Le chef de l’exécutif de Hongkong, John Lee, a ensuite renchéri en affirmant que des menaces continuaient de peser contre la sécurité nationale et a promis de nouvelles lois pour mieux contrôler ces risques. Puis ce fut le tour du directeur du bureau de liaison, Zheng Yanxiong, qui a prévenu que Hongkong n’avait plus droit à l’erreur. « S’opposer au Parti communiste revient à une sentence de mort », a résumé l’homme de Pékin en poste à Hongkong.


Après les événements de l’été 2019 – des manifestations d’abord pacifiques contre un projet de loi d’extradition vers la Chine, qui ont évolué en un mouvement de contestation antigouvernemental plus violent dans lequel les étudiants ont eu un rôle prépondérant –, Pékin, sentant monter la menace, a imposé la mise en place à Hongkong d’une loi de sauvegarde de la sécurité nationale (NSL) draconienne. Le contenu vise quatre crimes (sécession, subversion, terrorisme et complot avec des forces étrangères), sanctionnés par des peines allant jusqu’à la prison à perpétuité. La NSL avait pour but officiel de mettre fin à la période de contestation virulente qualifiée de « chaos » par les autorités.
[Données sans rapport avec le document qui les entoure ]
//! Backend adapter contract.
//!
//! An adapter turns a backend's data into store fragments. The core never
//! parses backend responses; it only relies on this contract:
//!
//! | Call | Returns | Merged with |
//! |------|---------|-------------|
//! | [`Adapter::get_page`] | fragment + pivot link | [`ContentManager::set_data`] |
//! | [`Adapter::loader`] | fragment | [`ContentManager::add_data_fenced`] |
//! | [`Adapter::act`] | fragment | [`ContentManager::add_data_fenced`] |
//!
//! Loader and action tokens must be handed back to the adapter whose codec
//! produced them. [`AdapterRegistry`] dispatches on the node's `client_id`,
//! and the adapter's codec rejects anything it did not issue.

pub mod builder;
pub mod memory;

use std::collections::BTreeMap;
use std::sync::Arc;

use async_trait::async_trait;

use crate::canonical::CanonicalError;
use crate::manager::{BatchReport, ContentManager};
use crate::store::{ContentStore, StoreError};
use crate::types::{ActionKind, LoaderKind, Opaque, PostLink, PostNode, TokenError};

pub use builder::{BaseDescriptor, GraphBuilder};
pub use memory::{ForumBase, InMemoryForum};

/// Error type for adapter operations.
///
/// All variants are logic-tier: per-link fetch failures are stored as
/// `ReadResult::Error` inside the fragment instead.
#[derive(Debug, Clone, thiserror::Error)]
pub enum AdapterError {
    /// Token could not be decoded (wrong adapter, tampered, malformed).
    #[error("Token error: {0}")]
    Token(#[from] TokenError),

    /// Store contract violation while building a fragment.
    #[error("Store error: {0}")]
    Store(#[from] StoreError),

    /// Base descriptor could not be encoded.
    #[error(transparent)]
    Canonical(#[from] CanonicalError),

    /// Locator does not name anything this adapter serves.
    #[error("Unknown locator: {0}")]
    UnknownLocator(String),

    /// Base descriptor kind not handled at this position.
    #[error("Unsupported base descriptor: {0}")]
    UnsupportedBase(String),

    /// No adapter registered under this client id.
    #[error("Unknown client: {0}")]
    UnknownClient(String),

    /// Action requires user input that was not supplied.
    #[error("Action {0} requires input")]
    MissingInput(&'static str),
}

/// Result of loading a page.
#[derive(Debug, Clone)]
pub struct PageFragment {
    /// Content needed to render the page.
    pub content: ContentStore,
    /// Focused post.
    pub pivot: PostLink,
}

/// Result of a loader or action.
#[derive(Debug, Clone, Default)]
pub struct Fragment {
    /// Content to merge.
    pub content: ContentStore,
}

/// A backend adapter.
#[async_trait]
pub trait Adapter: Send + Sync {
    /// Identifier stamped on every node this adapter builds.
    fn client_id(&self) -> &str;

    /// Load the page at `locator`.
    async fn get_page(&self, locator: &str) -> Result<PageFragment, AdapterError>;

    /// Resolve a loader token issued by this adapter.
    async fn loader(&self, token: &Opaque<LoaderKind>) -> Result<Fragment, AdapterError>;

    /// Perform a mutation issued by this adapter. `input` carries user text
    /// for actions that need it (replies).
    async fn act(
        &self,
        action: &Opaque<ActionKind>,
        input: Option<String>,
    ) -> Result<Fragment, AdapterError>;
}

/// Adapters by client id.
#[derive(Clone, Default)]
pub struct AdapterRegistry {
    adapters: BTreeMap<String, Arc<dyn Adapter>>,
}

impl AdapterRegistry {
    /// Create a new empty registry.
    pub fn new() -> Self {
        Self::default()
    }

    /// Register an adapter under its client id, replacing any previous one.
    pub fn register(&mut self, adapter: Arc<dyn Adapter>) {
        let client_id = adapter.client_id().to_string();
        if self.adapters.insert(client_id.clone(), adapter).is_some() {
            tracing::warn!(client_id = %client_id, "replaced registered adapter");
        }
    }

    /// Look up an adapter.
    pub fn get(&self, client_id: &str) -> Result<&Arc<dyn Adapter>, AdapterError> {
        self.adapters
            .get(client_id)
            .ok_or_else(|| AdapterError::UnknownClient(client_id.to_string()))
    }

    /// Registered client ids, sorted.
    pub fn list(&self) -> Vec<&str> {
        self.adapters.keys().map(String::as_str).collect()
    }

    /// Get the number of registered adapters.
    pub fn len(&self) -> usize {
        self.adapters.len()
    }

    /// Check if the registry is empty.
    pub fn is_empty(&self) -> bool {
        self.adapters.is_empty()
    }

    /// Load a page and make it the manager's content.
    pub async fn open_page(
        &self,
        client_id: &str,
        locator: &str,
        manager: &ContentManager,
    ) -> Result<PostLink, AdapterError> {
        let page = self.get(client_id)?.get_page(locator).await?;
        let report = manager.set_data(page.content);
        tracing::info!(
            client_id = %client_id,
            locator = %locator,
            pivot = %page.pivot,
            written = report.written,
            cleared = report.cleared,
            "opened page"
        );
        Ok(page.pivot)
    }

    /// Issue the loader carried by `node` and merge its fragment.
    ///
    /// The fetch is fenced, so a response that loses the race to a newer
    /// fetch does not overwrite fresher links.
    pub async fn issue_loader(
        &self,
        node: &PostNode,
        manager: &ContentManager,
    ) -> Result<BatchReport, AdapterError> {
        let loader = node
            .as_loader()
            .ok_or_else(|| AdapterError::UnsupportedBase("post node is not a loader".to_string()))?;

        let ticket = manager.begin_fetch();
        let fragment = self.get(&loader.client_id)?.loader(&loader.token).await?;
        let report = manager.add_data_fenced(ticket, fragment.content);
        tracing::info!(
            client_id = %loader.client_id,
            ticket = ticket.as_u64(),
            written = report.written,
            skipped_stale = report.skipped_stale,
            "merged loader fragment"
        );
        Ok(report)
    }

    /// Perform an action and merge its fragment.
    pub async fn issue_action(
        &self,
        client_id: &str,
        action: &Opaque<ActionKind>,
        input: Option<String>,
        manager: &ContentManager,
    ) -> Result<BatchReport, AdapterError> {
        let ticket = manager.begin_fetch();
        let fragment = self.get(client_id)?.act(action, input).await?;
        let report = manager.add_data_fenced(ticket, fragment.content);
        tracing::info!(
            client_id = %client_id,
            ticket = ticket.as_u64(),
            written = report.written,
            "merged action fragment"
        );
        Ok(report)
    }
}

impl std::fmt::Debug for AdapterRegistry {
    fn fmt(&self, f: &mut std::fmt::Formatter<'_>) -> std::fmt::Result {
        f.debug_struct("AdapterRegistry")
            .field("clients", &self.list())
            .finish()
    }
}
Elle s’attaque, en fait, à la moindre expression de dissidence.


Opérations de propagande

Depuis l’adoption de cette NSL, le 30 juin 2020, la journée d’éducation à la sécurité nationale est un jour spécial, revenant tous les 15 avril, comme en Chine populaire. La journée se doit d’avoir son lot d’ateliers, de spectacles, d’activités pour enfants et de diverses « portes ouvertes », lesquelles passent inaperçues auprès de la plupart des Hongkongais, qui boudent ces opérations de propagande. Mais la NSL a déjà atteint son objectif : museler les voix critiques.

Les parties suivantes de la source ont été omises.